UniCredit’s capital base gives it a boost
ITALY’S largest bank yesterday reported that it is now ahead of European capital requirements in its first results since its €7.5bn (£6bn) capital increase earlier this year.
The lender also reported a 12.8 per cent rise in net profits on last year, bringing in €914m – but nearly half of the gain was due to the bank buying back its own bonds at a lower price than when it sold the debt.
Stripping out the effect of the debt buyback, the bank’s profits actually fell 45 per cent, a decline it blamed on “the continuing deterioration across Europe of the macro-economic environment”.
Its capital base is now well ahead of harsh new rules being phased in this year, however. It reported a core tier one capital ratio of nine per cent under Basel III definitions at the end of March, nine months before Basel III will begin to be phased in at the start of next year.
Although the bank shrank its lending by 0.9 per cent to help it get there, that was significantly less than many of its deleveraging European rivals.
Instead, it raised its capital ratio predominantly through a controversial rights issue at the start of this year that at some points saw its value more than halve before recovering much of the loss.

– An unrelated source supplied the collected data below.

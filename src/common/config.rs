use std::time::Duration;

/// Application configuration constants
pub struct AppConfig;

impl AppConfig {
    // Logging
    pub const DEFAULT_LOG_FILTER: &'static str = "bat_observe=info";

    // Polling
    pub const DEFAULT_POLL_ATTEMPTS: u32 = 5;
    pub const DEFAULT_POLL_DELAY_MS: u64 = 2000;

    // Control plane
    pub const DEFAULT_CLI_BINARY: &'static str = "bosh";
    pub const LIST_VMS_ARGS: &'static str = "vms --details";
    pub const CLI_TIMEOUT_SECS: u64 = 600;

    // Secure shell
    pub const DEFAULT_SSH_USER: &'static str = "vcap";
    pub const DEFAULT_SSH_PORT: u16 = 22;
    pub const SSH_CONNECT_TIMEOUT_SECS: u64 = 30;
    pub const SSH_COMMAND_TIMEOUT_SECS: u64 = 300;
    pub const SSH_PRIVATE_KEY_ENV: &'static str = "BAT_VCAP_PRIVATE_KEY";
    pub const SSH_PASSWORD_ENV: &'static str = "BAT_VCAP_PASSWORD";

    // Disks
    pub const PERSISTENT_DISK_MOUNT: &'static str = "/var/vcap/store";
    pub const DF_COMMAND: &'static str = "df -x tmpfs -x devtmpfs -x debugfs -l | tail -n +2";

    // Log bundles
    pub const LOG_BUNDLE_EXTENSION: &'static str = "tgz";
}

/// Bounds for the convergence loops in [`crate::vm::VmObserver`].
///
/// Every attempt completes (including its control-plane round trip) before
/// the delay starts. No delay follows the final attempt. An `attempts` of
/// zero, however it was set, still polls once.
#[derive(Debug, Clone, Copy, PartialEq, Eq)]
pub struct PollConfig {
    pub attempts: u32,
    pub delay: Duration,
}

impl Default for PollConfig {
    fn default() -> Self {
        Self {
            attempts: AppConfig::DEFAULT_POLL_ATTEMPTS,
            delay: Duration::from_millis(AppConfig::DEFAULT_POLL_DELAY_MS),
        }
    }
}

impl PollConfig {
    pub fn new() -> Self {
        Self::default()
    }

    /// Set the number of attempts. Zero is treated as one.
    pub fn attempts(mut self, attempts: u32) -> Self {
        self.attempts = attempts.max(1);
        self
    }

    pub fn delay(mut self, delay: Duration) -> Self {
        self.delay = delay;
        self
    }

    /// Back-to-back polling.
    pub fn no_delay(self) -> Self {
        self.delay(Duration::ZERO)
    }
}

The lender also said that it has raised 44 per cent of the debt it needs to sell this year, in advance of a possible freeze in interbank markets as the effect of the European Central Bank’s huge cash injection wears off.

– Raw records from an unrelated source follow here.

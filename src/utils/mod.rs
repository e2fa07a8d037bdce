pub mod command_executor;
pub mod command_timeout;
pub mod test_helpers;

pub use command_executor::{execute_command, execute_shell, CommandOptions, CommandOutput};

It has also now absorbed €77.6m of losses on Greek bond holdings since haircuts were imposed last year.
And the bank said that it has cut costs by 0.5 per cent and laid off 1,000 of the more than 6,000 staff it plans to shed as part of a strategic overhaul. But it admitted that it failed to tell investors the true cost of the lay-offs and restated its fourth-quarter results for last year to include a €63m charge for severance pay.